Computer literacy was significantly associated with 4 of 16 items, specifically linking higher proficiency to stronger agreement with AI’s practical utility during the pandemic (Item 1, p-value = 0.025) and in academic research (Item 3, p-value = 0.002), thoughts about result generated by AI are not accurate (item 11, p-value = 0.042), and its ethical acceptability (Item 13, p-value = 0.018),
Academic program significantly influenced views on 5 of 16 items, shaping attitude about AI’s disruptive potential pandemic advantage (item 1, p = 0.001), transformative capacity (item 2, p = 0.003), formal authorship integration (item 5, p = 0.022), replacing roles (item 7, p = 0.015), and result accuracy (item 11, p = 0.001).

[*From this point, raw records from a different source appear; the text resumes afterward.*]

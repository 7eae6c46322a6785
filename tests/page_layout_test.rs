use lumbung::{
    storage::{
        header::HeaderPage,
        node::{
            INTERIOR_NODE_SIZE, InteriorNode, LEAF_NODE_SIZE, LeafNode, MAX_KEYS, MIN_KEYS,
            SYSTEM_CATALOG_SIZE, SystemCatalog,
        },
        schema::{
            CATALOG_ENTRY_SIZE, COLUMN_DEFINITION_SIZE, CatalogEntry, ColumnDefinition, DataType,
            TABLE_METADATA_SIZE, TableMetadata,
        },
    },
    types::{
        MAX_COLUMNS, PAGE_SIZE,
        error::DatabaseError,
        page::{PAGE_HEADER_SIZE, PageHeader, PageType, RECORD_HEADER_SIZE, RecordFlag, RecordHeader},
    },
};

#[test]
fn test_encoded_sizes_fit_one_page() {
    assert!(PAGE_HEADER_SIZE <= PAGE_SIZE);
    assert!(RECORD_HEADER_SIZE <= PAGE_SIZE);
    assert!(COLUMN_DEFINITION_SIZE <= PAGE_SIZE);
    assert!(TABLE_METADATA_SIZE <= PAGE_SIZE);
    assert!(CATALOG_ENTRY_SIZE <= PAGE_SIZE);
    assert!(INTERIOR_NODE_SIZE <= PAGE_SIZE);
    assert!(LEAF_NODE_SIZE <= PAGE_SIZE);
    assert!(SYSTEM_CATALOG_SIZE <= PAGE_SIZE);
}

#[test]
fn test_btree_limits_derived_from_page_size() {
    assert_eq!(MAX_KEYS, (PAGE_SIZE - PAGE_HEADER_SIZE - 4) / 8);
    assert_eq!(MIN_KEYS, MAX_KEYS / 2);
    assert!(MAX_COLUMNS <= MAX_KEYS);
}

#[test]
fn test_page_header_byte_layout() {
    let header = PageHeader {
        page_type: PageType::Interior,
        next_page: 0x01020304,
        entry_count: 9,
    };
    let bytes = header.to_bytes();
    // little-endian, fixed field order: type, next, count
    assert_eq!(&bytes[0..4], &[2, 0, 0, 0]);
    assert_eq!(&bytes[4..8], &[0x04, 0x03, 0x02, 0x01]);
    assert_eq!(&bytes[8..12], &[9, 0, 0, 0]);
    assert_eq!(PageHeader::from_bytes(&bytes).unwrap(), header);
}

#[test]
fn test_page_header_rejects_unknown_tag() {
    let mut bytes = PageHeader::new(PageType::Leaf).to_bytes();
    bytes[0] = 200;
    let err = PageHeader::from_bytes(&bytes).unwrap_err();
    assert!(matches!(err, DatabaseError::Corrupted { .. }));
}

#[test]
fn test_record_header_byte_layout() {
    let header = RecordHeader {
        flag: RecordFlag::Deleted,
        payload_size: 300,
        overflow_page: 0,
    };
    let bytes = header.to_bytes();
    assert_eq!(&bytes[0..4], &[1, 0, 0, 0]);
    assert_eq!(&bytes[4..8], &[0x2C, 0x01, 0, 0]);
    assert_eq!(RecordHeader::from_bytes(&bytes).unwrap(), header);
}

#[test]
fn test_header_page_round_trip_and_magic_check() {
    let bytes = HeaderPage::default().to_bytes();
    assert_eq!(bytes.len(), PAGE_SIZE);
    assert!(HeaderPage::from_bytes(&bytes).is_ok());

    let mut tampered = bytes.clone();
    tampered[0] ^= 0xFF;
    assert!(matches!(
        HeaderPage::from_bytes(&tampered).unwrap_err(),
        DatabaseError::Corrupted { .. }
    ));
    assert!(matches!(
        HeaderPage::from_bytes(&bytes[..2]).unwrap_err(),
        DatabaseError::Corrupted { .. }
    ));
}

#[test]
fn test_column_definition_fixed_width_encoding() {
    let column = ColumnDefinition {
        name: "id".to_string(),
        data_type: DataType::Integer,
        data_size: 8,
    };
    let bytes = column.to_bytes().unwrap();
    assert_eq!(&bytes[0..2], b"id");
    assert!(bytes[2..64].iter().all(|&b| b == 0));
    assert_eq!(ColumnDefinition::from_bytes(&bytes).unwrap(), column);
}

#[test]
fn test_oversized_identifier_rejected() {
    let column = ColumnDefinition {
        name: "c".repeat(64),
        data_type: DataType::String,
        data_size: 32,
    };
    assert!(matches!(
        column.to_bytes().unwrap_err(),
        DatabaseError::InvalidInput { .. }
    ));
}

#[test]
fn test_table_metadata_encodes_column_list() {
    let table = TableMetadata {
        name: "users".to_string(),
        root_page: 3,
        columns: vec![
            ColumnDefinition {
                name: "id".to_string(),
                data_type: DataType::Integer,
                data_size: 8,
            },
            ColumnDefinition {
                name: "name".to_string(),
                data_type: DataType::String,
                data_size: 64,
            },
        ],
    };
    let bytes = table.to_bytes().unwrap();
    assert_eq!(bytes.len(), TABLE_METADATA_SIZE);
    let decoded = TableMetadata::from_bytes(&bytes).unwrap();
    assert_eq!(decoded, table);
    // unused column slots stay zero-filled
    let used = 64 + 8 + 2 * COLUMN_DEFINITION_SIZE;
    assert!(bytes[used..].iter().all(|&b| b == 0));
}

#[test]
fn test_table_metadata_rejects_too_many_columns() {
    let column = ColumnDefinition {
        name: "c".to_string(),
        data_type: DataType::Integer,
        data_size: 8,
    };
    let table = TableMetadata {
        name: "wide".to_string(),
        root_page: 2,
        columns: vec![column; MAX_COLUMNS + 1],
    };
    assert!(matches!(
        table.to_bytes().unwrap_err(),
        DatabaseError::InvalidInput { .. }
    ));
}

#[test]
fn test_catalog_entry_round_trip() {
    let entry = CatalogEntry {
        name: "orders".to_string(),
        root_page: 7,
        column_count: 4,
    };
    let bytes = entry.to_bytes().unwrap();
    assert_eq!(CatalogEntry::from_bytes(&bytes).unwrap(), entry);
}

#[test]
fn test_interior_node_round_trip() {
    let mut node = InteriorNode {
        header: PageHeader::new(PageType::Interior),
        key_count: 2,
        keys: [0; MAX_COLUMNS],
        child_pointers: [0; MAX_COLUMNS + 1],
    };
    node.keys[0] = 10;
    node.keys[1] = 20;
    node.child_pointers[0] = 4;
    node.child_pointers[1] = 5;
    node.child_pointers[2] = 6;
    let bytes = node.to_bytes();
    assert_eq!(InteriorNode::from_bytes(&bytes).unwrap(), node);
}

#[test]
fn test_leaf_node_round_trip() {
    let mut node = LeafNode {
        header: PageHeader::new(PageType::Leaf),
        record_count: 1,
        keys: [0; MAX_COLUMNS],
        record_offsets: [0; MAX_COLUMNS],
    };
    node.keys[0] = 77;
    node.record_offsets[0] = 4000;
    let bytes = node.to_bytes();
    assert_eq!(LeafNode::from_bytes(&bytes).unwrap(), node);
}

#[test]
fn test_system_catalog_round_trip() {
    let catalog = SystemCatalog {
        header: PageHeader::new(PageType::Catalog),
        entry_count: 3,
        root_page: 2,
    };
    let bytes = catalog.to_bytes();
    assert_eq!(SystemCatalog::from_bytes(&bytes).unwrap(), catalog);
}

#[test]
fn test_truncated_input_rejected() {
    assert!(PageHeader::from_bytes(&[0u8; 4]).is_err());
    assert!(RecordHeader::from_bytes(&[0u8; 4]).is_err());
    assert!(ColumnDefinition::from_bytes(&[0u8; 10]).is_err());
    assert!(InteriorNode::from_bytes(&[0u8; 100]).is_err());
    assert!(LeafNode::from_bytes(&[0u8; 100]).is_err());
    assert!(SystemCatalog::from_bytes(&[0u8; 10]).is_err());
}
use criterion::{Criterion, Throughput, criterion_group, criterion_main};
use lumbung::{types::PAGE_SIZE, utils::mock::TempDatabase};
use std::hint::black_box;

fn benchmark_page_write(c: &mut Criterion) {
    let mut group = c.benchmark_group("page_io");
    group.throughput(Throughput::Bytes(PAGE_SIZE as u64));
    group.bench_function("write_page", |b| {
        let mut temp_db = TempDatabase::with_prefix("bench_write");
        let storage = temp_db.open_storage_manager().unwrap();
        let page_number = storage.allocate_page().unwrap();
        let data = vec![0x5Au8; PAGE_SIZE];
        b.iter(|| {
            storage
                .write_page(black_box(page_number), black_box(&data))
                .unwrap()
        });
    });
    group.finish();
}

fn benchmark_page_read(c: &mut Criterion) {
    let mut group = c.benchmark_group("page_io");
    group.throughput(Throughput::Bytes(PAGE_SIZE as u64));
    group.bench_function("read_page", |b| {
        let mut temp_db = TempDatabase::with_prefix("bench_read");
        let storage = temp_db.open_storage_manager().unwrap();
        let page_number = storage.allocate_page().unwrap();
        let data = vec![0xA5u8; PAGE_SIZE];
        storage.write_page(page_number, &data).unwrap();
        let mut buffer = vec![0u8; PAGE_SIZE];
        b.iter(|| {
            storage
                .read_page(black_box(page_number), black_box(&mut buffer))
                .unwrap()
        });
    });
    group.finish();
}

fn benchmark_allocation(c: &mut Criterion) {
    let mut group = c.benchmark_group("page_allocation");
    group.throughput(Throughput::Bytes(PAGE_SIZE as u64));
    group.bench_function("allocate_page", |b| {
        let mut temp_db = TempDatabase::with_prefix("bench_alloc");
        let storage = temp_db.open_storage_manager().unwrap();
        b.iter(|| black_box(storage.allocate_page().unwrap()));
    });
    group.finish();
}

criterion_group!(
    benches,
    benchmark_page_write,
    benchmark_page_read,
    benchmark_allocation
);
criterion_main!(benches);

Research production significantly influenced 5 of 16 items, linking higher output to perceptions of AI as a threat to roles (replacing analysts, item 7, p = 0.044, item 8, researchers p = 0.006), result accuracy (item 11, p = 0.001), ethical acceptability (item 13, p = 0.038), and a need for improvement (item 15, p = 0.024). (Table 4).
PGHS student’s practices regarding AI
Figure 1 shows practice regarding AI among PGHS students. Half of respondents (59%) feel confident in their AI proficiency. A large neutral portion suggests others are still developing these skills. A majority experienced some AI exposure in academia, but a notable minority did not, indicating variability in educational opportunities. Attendance at AI-related training is inconsistent; roughly, a third attended, and many are neutral. Many students are engaging with AI-focused literature (47.4%), but a sizable portion still is not, possibly due to unfamiliarity or lack of interest. Students split on hands-on AI research involvement, suggesting barriers like lack of access, skills, or interest. Strong forward-looking interest in AI, indicating that even if current use is limited, many see it as part of their future work (75.9%).
Fig. 1. Practice of postgraduate health science (PGHS) students regarding AI
Discussion
Our study explored Pakistani PGHS students’ familiarity, attitudes and practices regarding the implication of AI in the research. To the best of our knowledge, this study is the first of its type. However, a study was conducted to explore undergraduate and postgraduate students’ perceptions and experiences of AI adoption in academic writing using an interview-based study design [15]. Another study from Pakistan examined the impact, advantages, difficulties, and potential of integrating one AI tool, i.e., ChatGPT into postgraduate education [16]. By concentrating on postgraduate health sciences (PGHS) students in Pakistan, a demographic that has not gotten much attention in previous academic research on AI, this study made a unique addition. This study adopted a more thorough approach by evaluating PGHS students’ familiarity, attitudes, and usage of AI in research, whereas earlier studies have looked at the integration of particular tools like ChatGPT or general perceptions of AI among larger student groups. It also offered important insights into how future healthcare professionals will be trained for and interact with developing AI technologies in the academic and research environment.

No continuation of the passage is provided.